## How to complete this task
The line containing "servers cannot register" marks the end: restate word for word every line from the first line of the entries below through that one.

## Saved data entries

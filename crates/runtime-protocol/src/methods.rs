//! Method name constants: every request and notification the runtime
//! speaks, grouped by direction.

/// Requests and notifications sent by the client.
pub struct Methods;

impl Methods {
    // ── Lifecycle ───────────────────────────────────────────────────────
    pub const INITIALIZE: &str = "initialize";
    pub const INITIALIZED: &str = "initialized";
    pub const SHUTDOWN: &str = "shutdown";
    pub const EXIT: &str = "exit";
    pub const CANCEL_REQUEST: &str = "$/cancelRequest";

    // ── Workspace ───────────────────────────────────────────────────────
    pub const EXECUTE_COMMAND: &str = "workspace/executeCommand";
    pub const DID_CHANGE_CONFIGURATION: &str = "workspace/didChangeConfiguration";
    pub const GET_CONFIGURATION_FROM_SERVER: &str = "aws/getConfigurationFromServer";

    // ── Credentials ─────────────────────────────────────────────────────
    pub const IAM_CREDENTIALS_UPDATE: &str = "aws/credentials/iam/update";
    pub const IAM_CREDENTIALS_DELETE: &str = "aws/credentials/iam/delete";
    pub const BEARER_CREDENTIALS_UPDATE: &str = "aws/credentials/token/update";
    pub const BEARER_CREDENTIALS_DELETE: &str = "aws/credentials/token/delete";

    // ── Chat ────────────────────────────────────────────────────────────
    pub const CHAT_PROMPT: &str = "aws/chat/sendChatPrompt";

    // ── Notifications ───────────────────────────────────────────────────
    pub const NOTIFICATION_FOLLOWUP: &str = "aws/window/notificationFollowup";

    /// Requests the runtime answers itself. Hosted servers cannot register
    /// handlers for these.
    pub const RUNTIME_REQUESTS: [&str; 7] = [
        Self::INITIALIZE,
        Self::SHUTDOWN,
        Self::EXECUTE_COMMAND,
        Self::GET_CONFIGURATION_FROM_SERVER,
        Self::IAM_CREDENTIALS_UPDATE,
        Self::BEARER_CREDENTIALS_UPDATE,
        Self::CHAT_PROMPT,
    ];

    pub fn is_runtime_request(method: &str) -> bool {
        Self::RUNTIME_REQUESTS.contains(&method)
    }
}

/// Requests and notifications sent by the server to the client.
pub struct ClientMethods;

impl ClientMethods {
    pub const GET_CONNECTION_METADATA: &str = "aws/credentials/getConnectionMetadata";
    pub const SHOW_NOTIFICATION: &str = "aws/window/showNotification";
    pub const TELEMETRY_EVENT: &str = "telemetry/event";
}
//! Credential store.
//!
//! Holds at most one IAM and one bearer credential set. Updates replace a
//! slot wholesale, deletes clear it. When the session has an encryption key,
//! updates flagged `encrypted` carry a JWE whose `data` claim is the
//! credentials object.

use std::sync::Arc;

use parking_lot::RwLock;
use runtime_protocol::{
    BearerCredentials, ClientMethods, ConnectionMetadata, Credentials, CredentialsType,
    IamCredentials, Methods, ResponseError, SsoConnectionType, UpdateCredentialsParams,
    parse_params,
};
use runtime_transport::{ClientChannel, Connection};
use serde_json::{Value, json};
use tracing::{debug, info, warn};
use url::Url;

use crate::encryption::{EncryptionError, EncryptionKey, decrypt_jwt};
use crate::telemetry::{MetricResult, Telemetry};

/// Start URL shared by every AWS Builder ID connection.
pub const BUILDER_ID_START_URL: &str = "https://view.awsapps.com/start";

/// Host suffixes of AWS-operated IAM Identity Center portals.
pub const IDENTITY_CENTER_DOMAINS: [&str; 4] =
    [".amazonaws.com", ".awsapps.com", ".amazonaws.cn", ".awsapps.cn"];

#[derive(Debug, thiserror::Error)]
pub enum AuthError {
    #[error("Invalid IAM credentials")]
    InvalidIam,

    #[error("Invalid bearer credentials")]
    InvalidBearer,

    #[error(transparent)]
    Encryption(#[from] EncryptionError),
}

impl From<AuthError> for ResponseError {
    fn from(err: AuthError) -> Self {
        match err {
            AuthError::Encryption(e) => e.into(),
            other => ResponseError::invalid_params(other.to_string()),
        }
    }
}

/// Read-only view of the credential store handed to servers.
pub trait CredentialsProvider: Send + Sync {
    fn has_credentials(&self, kind: CredentialsType) -> bool;
    fn get_credentials(&self, kind: CredentialsType) -> Option<Credentials>;
    fn get_connection_metadata(&self) -> Option<ConnectionMetadata>;
    fn get_connection_type(&self) -> SsoConnectionType;
}

type DeletionHandler = Arc<dyn Fn(CredentialsType) + Send + Sync>;

pub struct Auth {
    client: Arc<dyn ClientChannel>,
    telemetry: Telemetry,
    key: Option<Arc<EncryptionKey>>,
    iam: RwLock<Option<IamCredentials>>,
    bearer: RwLock<Option<BearerCredentials>>,
    metadata: RwLock<Option<ConnectionMetadata>>,
    deletion_handlers: RwLock<Vec<DeletionHandler>>,
}

impl Auth {
    pub fn new(
        client: Arc<dyn ClientChannel>,
        telemetry: Telemetry,
        key: Option<Arc<EncryptionKey>>,
    ) -> Arc<Self> {
        Arc::new(Self {
            client,
            telemetry,
            key,
            iam: RwLock::new(None),
            bearer: RwLock::new(None),
            metadata: RwLock::new(None),
            deletion_handlers: RwLock::new(Vec::new()),
        })
    }

    /// Wire the four `aws/credentials/*` methods onto `connection`.
    pub fn register(self: &Arc<Self>, connection: &Connection) {
        let auth = Arc::clone(self);
        connection.on_request(Methods::IAM_CREDENTIALS_UPDATE, move |params, _token| {
            let auth = Arc::clone(&auth);
            async move {
                let params: UpdateCredentialsParams = parse_params(params)?;
                auth.update_iam_credentials(params)?;
                Ok(Value::Null)
            }
        });

        let auth = Arc::clone(self);
        connection.on_request(Methods::BEARER_CREDENTIALS_UPDATE, move |params, _token| {
            let auth = Arc::clone(&auth);
            async move {
                let params: UpdateCredentialsParams = parse_params(params)?;
                auth.update_bearer_credentials(params).await?;
                Ok(Value::Null)
            }
        });

        let auth = Arc::clone(self);
        connection.on_notification(Methods::IAM_CREDENTIALS_DELETE, move |_| {
            let auth = Arc::clone(&auth);
            async move { auth.delete_credentials(CredentialsType::Iam) }
        });

        let auth = Arc::clone(self);
        connection.on_notification(Methods::BEARER_CREDENTIALS_DELETE, move |_| {
            let auth = Arc::clone(&auth);
            async move { auth.delete_credentials(CredentialsType::Bearer) }
        });
    }

    /// Register a callback run after a slot is cleared by a delete.
    pub fn on_credentials_deleted(&self, handler: impl Fn(CredentialsType) + Send + Sync + 'static) {
        self.deletion_handlers.write().push(Arc::new(handler));
    }

    // ── Updates ─────────────────────────────────────────────────────────

    pub fn update_iam_credentials(&self, params: UpdateCredentialsParams) -> Result<(), AuthError> {
        let data = self.credentials_payload(&params)?;
        match parse_iam(data) {
            Some(credentials) => {
                *self.iam.write() = Some(credentials);
                info!("IAM credentials updated");
                Ok(())
            }
            None => {
                *self.iam.write() = None;
                warn!("Rejected IAM credentials update");
                Err(AuthError::InvalidIam)
            }
        }
    }

    /// Store a bearer token. Metadata missing from the update is fetched from
    /// the client; failure to fetch it leaves metadata unset but never fails
    /// the update.
    pub async fn update_bearer_credentials(&self, params: UpdateCredentialsParams) -> Result<(), AuthError> {
        let data = self.credentials_payload(&params)?;
        let Some(credentials) = parse_bearer(data) else {
            *self.bearer.write() = None;
            warn!("Rejected bearer credentials update");
            return Err(AuthError::InvalidBearer);
        };
        *self.bearer.write() = Some(credentials);
        info!("Bearer credentials updated");

        let metadata = match params.metadata {
            Some(metadata) => Some(metadata),
            None => self.request_connection_metadata().await,
        };
        // The token may have been deleted while the metadata was fetched
        if self.bearer.read().is_some() {
            *self.metadata.write() = metadata;
        }
        Ok(())
    }

    /// Clear a slot and notify deletion handlers. Clearing bearer credentials
    /// also clears the connection metadata.
    pub fn delete_credentials(&self, kind: CredentialsType) {
        match kind {
            CredentialsType::Iam => *self.iam.write() = None,
            CredentialsType::Bearer => {
                *self.bearer.write() = None;
                *self.metadata.write() = None;
            }
        }
        info!("{kind} credentials deleted");

        let handlers = self.deletion_handlers.read().clone();
        for handler in handlers {
            handler(kind);
        }
    }

    /// The plaintext credentials object of an update, decrypting it first
    /// when the update is flagged as encrypted.
    fn credentials_payload(&self, params: &UpdateCredentialsParams) -> Result<Value, AuthError> {
        if !params.is_encrypted() {
            return Ok(params.data.clone());
        }
        let key = self.key.as_deref().ok_or(EncryptionError::MissingKey)?;
        let token = params.data.as_str().ok_or(EncryptionError::Malformed)?;
        Ok(decrypt_jwt(token, key)?)
    }

    async fn request_connection_metadata(&self) -> Option<ConnectionMetadata> {
        let result = self
            .client
            .send_request(ClientMethods::GET_CONNECTION_METADATA, None)
            .await
            .and_then(|value| {
                serde_json::from_value::<ConnectionMetadata>(value)
                    .map_err(|e| ResponseError::internal(format!("Invalid connection metadata: {e}")))
            });

        match result {
            Ok(metadata) => {
                debug!("Received connection metadata");
                Some(metadata)
            }
            Err(e) => {
                warn!("Failed to fetch connection metadata: {e}");
                self.telemetry.emit_metric(
                    "runtime_getConnectionMetadata",
                    MetricResult::Failed,
                    None,
                    Some(json!({ "reason": e.message })),
                );
                None
            }
        }
    }
}

impl CredentialsProvider for Auth {
    fn has_credentials(&self, kind: CredentialsType) -> bool {
        match kind {
            CredentialsType::Iam => self.iam.read().is_some(),
            CredentialsType::Bearer => self.bearer.read().is_some(),
        }
    }

    fn get_credentials(&self, kind: CredentialsType) -> Option<Credentials> {
        match kind {
            CredentialsType::Iam => self.iam.read().clone().map(Credentials::Iam),
            CredentialsType::Bearer => self.bearer.read().clone().map(Credentials::Bearer),
        }
    }

    fn get_connection_metadata(&self) -> Option<ConnectionMetadata> {
        self.metadata.read().clone()
    }

    fn get_connection_type(&self) -> SsoConnectionType {
        connection_type(self.metadata.read().as_ref())
    }
}

/// Classify a connection by its SSO start URL.
pub fn connection_type(metadata: Option<&ConnectionMetadata>) -> SsoConnectionType {
    let Some(start_url) = metadata.and_then(ConnectionMetadata::start_url) else {
        return SsoConnectionType::None;
    };
    let Ok(url) = Url::parse(start_url) else {
        return SsoConnectionType::None;
    };

    if start_url.contains(BUILDER_ID_START_URL) {
        return SsoConnectionType::BuilderId;
    }
    let aws_owned = url
        .host_str()
        .is_some_and(|host| IDENTITY_CENTER_DOMAINS.iter().any(|domain| host.ends_with(domain)));
    if aws_owned {
        SsoConnectionType::IdentityCenter
    } else {
        SsoConnectionType::ExternalIdp
    }
}

fn parse_iam(data: Value) -> Option<IamCredentials> {
    let credentials: IamCredentials = serde_json::from_value(data).ok()?;
    let complete = !credentials.access_key_id().is_empty() && !credentials.secret_access_key().is_empty();
    complete.then_some(credentials)
}

fn parse_bearer(data: Value) -> Option<BearerCredentials> {
    let credentials: BearerCredentials = serde_json::from_value(data).ok()?;
    (!credentials.token().is_empty()).then_some(credentials)
}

## Your response
filename crates/runtime-protocol/src/methods.rs
//! Method name constants: every request and notification the runtime
//! speaks, grouped by direction.

/// Requests and notifications sent by the client.
pub struct Methods;

impl Methods {
    // ── Lifecycle ───────────────────────────────────────────────────────
    pub const INITIALIZE: &str = "initialize";
    pub const INITIALIZED: &str = "initialized";
    pub const SHUTDOWN: &str = "shutdown";
    pub const EXIT: &str = "exit";
    pub const CANCEL_REQUEST: &str = "$/cancelRequest";

    // ── Workspace ───────────────────────────────────────────────────────
    pub const EXECUTE_COMMAND: &str = "workspace/executeCommand";
    pub const DID_CHANGE_CONFIGURATION: &str = "workspace/didChangeConfiguration";
    pub const GET_CONFIGURATION_FROM_SERVER: &str = "aws/getConfigurationFromServer";

    // ── Credentials ─────────────────────────────────────────────────────
    pub const IAM_CREDENTIALS_UPDATE: &str = "aws/credentials/iam/update";
    pub const IAM_CREDENTIALS_DELETE: &str = "aws/credentials/iam/delete";
    pub const BEARER_CREDENTIALS_UPDATE: &str = "aws/credentials/token/update";
    pub const BEARER_CREDENTIALS_DELETE: &str = "aws/credentials/token/delete";

    // ── Chat ────────────────────────────────────────────────────────────
    pub const CHAT_PROMPT: &str = "aws/chat/sendChatPrompt";

    // ── Notifications ───────────────────────────────────────────────────
    pub const NOTIFICATION_FOLLOWUP: &str = "aws/window/notificationFollowup";

    /// Requests the runtime answers itself. Hosted servers cannot register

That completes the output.